Saved data entries
..............................

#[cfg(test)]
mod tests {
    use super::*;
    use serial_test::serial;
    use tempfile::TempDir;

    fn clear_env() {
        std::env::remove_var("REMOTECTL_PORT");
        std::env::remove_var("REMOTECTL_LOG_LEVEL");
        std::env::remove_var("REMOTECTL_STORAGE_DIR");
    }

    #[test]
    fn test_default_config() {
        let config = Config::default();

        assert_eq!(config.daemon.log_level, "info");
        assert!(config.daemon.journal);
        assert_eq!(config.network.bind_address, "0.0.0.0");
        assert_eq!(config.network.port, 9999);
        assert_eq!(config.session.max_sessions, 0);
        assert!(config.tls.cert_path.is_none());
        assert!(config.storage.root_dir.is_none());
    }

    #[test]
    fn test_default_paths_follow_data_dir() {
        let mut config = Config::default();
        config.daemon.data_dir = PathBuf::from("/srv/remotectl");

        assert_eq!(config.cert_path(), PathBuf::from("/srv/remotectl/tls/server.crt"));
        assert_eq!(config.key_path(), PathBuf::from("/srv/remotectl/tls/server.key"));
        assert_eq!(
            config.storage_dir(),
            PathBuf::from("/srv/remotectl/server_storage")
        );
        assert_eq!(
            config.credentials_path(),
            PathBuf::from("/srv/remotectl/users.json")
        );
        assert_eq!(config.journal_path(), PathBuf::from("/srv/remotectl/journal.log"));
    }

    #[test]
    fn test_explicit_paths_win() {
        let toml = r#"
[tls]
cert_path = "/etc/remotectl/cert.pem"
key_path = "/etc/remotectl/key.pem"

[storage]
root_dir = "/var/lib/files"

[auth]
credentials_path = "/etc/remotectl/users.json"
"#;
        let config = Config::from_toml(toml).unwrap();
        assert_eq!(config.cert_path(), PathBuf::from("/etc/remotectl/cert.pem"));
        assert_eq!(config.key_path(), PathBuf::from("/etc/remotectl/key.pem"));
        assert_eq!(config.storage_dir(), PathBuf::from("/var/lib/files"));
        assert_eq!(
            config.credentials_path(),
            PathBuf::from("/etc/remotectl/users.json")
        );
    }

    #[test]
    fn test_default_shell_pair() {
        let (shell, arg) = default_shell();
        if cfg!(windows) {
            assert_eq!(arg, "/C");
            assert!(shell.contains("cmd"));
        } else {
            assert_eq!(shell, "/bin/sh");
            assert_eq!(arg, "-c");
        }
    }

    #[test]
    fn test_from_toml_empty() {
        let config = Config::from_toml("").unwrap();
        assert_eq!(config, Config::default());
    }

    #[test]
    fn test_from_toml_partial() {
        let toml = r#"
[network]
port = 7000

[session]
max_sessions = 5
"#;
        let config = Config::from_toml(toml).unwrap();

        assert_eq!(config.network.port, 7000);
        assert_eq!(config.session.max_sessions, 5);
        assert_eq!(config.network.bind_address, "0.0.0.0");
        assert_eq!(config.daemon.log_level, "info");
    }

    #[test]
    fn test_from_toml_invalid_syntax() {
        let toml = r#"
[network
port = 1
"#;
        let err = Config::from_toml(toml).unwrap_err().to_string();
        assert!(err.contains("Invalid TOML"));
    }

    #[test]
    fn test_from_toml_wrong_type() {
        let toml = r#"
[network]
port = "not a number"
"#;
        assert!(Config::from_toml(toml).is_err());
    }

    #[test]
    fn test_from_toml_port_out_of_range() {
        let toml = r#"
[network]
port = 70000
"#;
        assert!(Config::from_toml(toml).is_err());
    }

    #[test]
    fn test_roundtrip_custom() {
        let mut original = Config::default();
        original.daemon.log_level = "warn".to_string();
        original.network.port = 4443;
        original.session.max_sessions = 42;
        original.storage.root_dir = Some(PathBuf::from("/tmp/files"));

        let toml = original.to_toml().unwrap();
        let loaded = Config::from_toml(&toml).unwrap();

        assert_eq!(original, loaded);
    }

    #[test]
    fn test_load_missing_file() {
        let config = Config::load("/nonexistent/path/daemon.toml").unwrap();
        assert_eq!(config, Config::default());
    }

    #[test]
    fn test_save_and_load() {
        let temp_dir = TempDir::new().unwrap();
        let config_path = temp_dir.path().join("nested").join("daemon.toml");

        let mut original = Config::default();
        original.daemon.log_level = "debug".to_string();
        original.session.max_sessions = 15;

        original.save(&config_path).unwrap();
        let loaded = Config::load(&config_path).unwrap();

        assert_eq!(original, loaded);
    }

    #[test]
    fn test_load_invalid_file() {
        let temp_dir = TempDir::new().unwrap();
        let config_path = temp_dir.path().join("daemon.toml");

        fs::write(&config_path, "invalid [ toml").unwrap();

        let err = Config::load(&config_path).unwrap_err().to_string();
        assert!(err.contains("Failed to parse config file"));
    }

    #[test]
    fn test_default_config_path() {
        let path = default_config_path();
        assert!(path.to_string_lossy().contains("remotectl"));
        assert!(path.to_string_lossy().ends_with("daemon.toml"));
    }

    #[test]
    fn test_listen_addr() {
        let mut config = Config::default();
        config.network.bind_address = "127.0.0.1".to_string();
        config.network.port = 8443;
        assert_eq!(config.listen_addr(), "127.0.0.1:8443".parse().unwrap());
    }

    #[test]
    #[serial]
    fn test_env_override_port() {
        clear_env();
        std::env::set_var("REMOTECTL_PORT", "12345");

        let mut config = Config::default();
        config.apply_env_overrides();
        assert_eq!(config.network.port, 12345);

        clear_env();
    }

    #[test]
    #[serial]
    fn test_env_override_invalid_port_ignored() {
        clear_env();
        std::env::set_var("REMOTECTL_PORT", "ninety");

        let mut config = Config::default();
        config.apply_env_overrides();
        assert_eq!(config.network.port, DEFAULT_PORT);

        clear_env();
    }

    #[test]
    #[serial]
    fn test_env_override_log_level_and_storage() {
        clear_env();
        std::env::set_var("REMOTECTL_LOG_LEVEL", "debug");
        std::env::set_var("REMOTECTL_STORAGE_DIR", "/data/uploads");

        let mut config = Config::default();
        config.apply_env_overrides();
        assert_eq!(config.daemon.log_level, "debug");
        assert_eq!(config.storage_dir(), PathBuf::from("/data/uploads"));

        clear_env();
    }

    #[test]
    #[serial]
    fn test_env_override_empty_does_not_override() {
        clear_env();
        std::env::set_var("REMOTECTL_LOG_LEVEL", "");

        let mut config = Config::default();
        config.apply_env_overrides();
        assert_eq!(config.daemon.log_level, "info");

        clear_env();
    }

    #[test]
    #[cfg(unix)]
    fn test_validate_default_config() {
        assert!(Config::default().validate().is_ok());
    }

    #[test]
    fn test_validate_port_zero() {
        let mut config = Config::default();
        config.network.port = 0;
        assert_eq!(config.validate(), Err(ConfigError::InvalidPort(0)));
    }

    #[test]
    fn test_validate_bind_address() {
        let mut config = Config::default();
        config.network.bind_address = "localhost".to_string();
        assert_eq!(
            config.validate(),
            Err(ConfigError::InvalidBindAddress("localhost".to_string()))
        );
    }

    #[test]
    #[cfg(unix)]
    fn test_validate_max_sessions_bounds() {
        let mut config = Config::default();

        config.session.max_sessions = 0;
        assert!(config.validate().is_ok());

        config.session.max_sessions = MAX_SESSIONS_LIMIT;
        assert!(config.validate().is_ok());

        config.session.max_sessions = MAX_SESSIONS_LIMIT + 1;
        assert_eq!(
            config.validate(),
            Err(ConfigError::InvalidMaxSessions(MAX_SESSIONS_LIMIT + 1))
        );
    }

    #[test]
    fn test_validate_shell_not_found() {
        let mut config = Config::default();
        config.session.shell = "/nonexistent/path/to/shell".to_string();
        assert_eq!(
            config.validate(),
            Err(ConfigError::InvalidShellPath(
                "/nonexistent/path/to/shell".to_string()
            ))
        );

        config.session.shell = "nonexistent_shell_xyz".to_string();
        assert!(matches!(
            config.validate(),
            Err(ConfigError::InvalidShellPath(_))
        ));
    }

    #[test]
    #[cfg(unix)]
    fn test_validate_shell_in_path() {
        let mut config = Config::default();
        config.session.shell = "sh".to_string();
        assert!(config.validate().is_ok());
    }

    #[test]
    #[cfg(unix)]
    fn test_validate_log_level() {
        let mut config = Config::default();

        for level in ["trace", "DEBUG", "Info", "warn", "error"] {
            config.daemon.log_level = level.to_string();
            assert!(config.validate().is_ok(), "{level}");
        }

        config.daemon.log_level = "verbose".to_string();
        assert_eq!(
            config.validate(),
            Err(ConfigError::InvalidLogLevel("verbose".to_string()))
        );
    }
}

..............................

About this exercise.
Your answer should consist of every line from the entries that holds "localhost".

Exercise output.
        config.network.bind_address = "localhost".to_string();
            Err(ConfigError::InvalidBindAddress("localhost".to_string()))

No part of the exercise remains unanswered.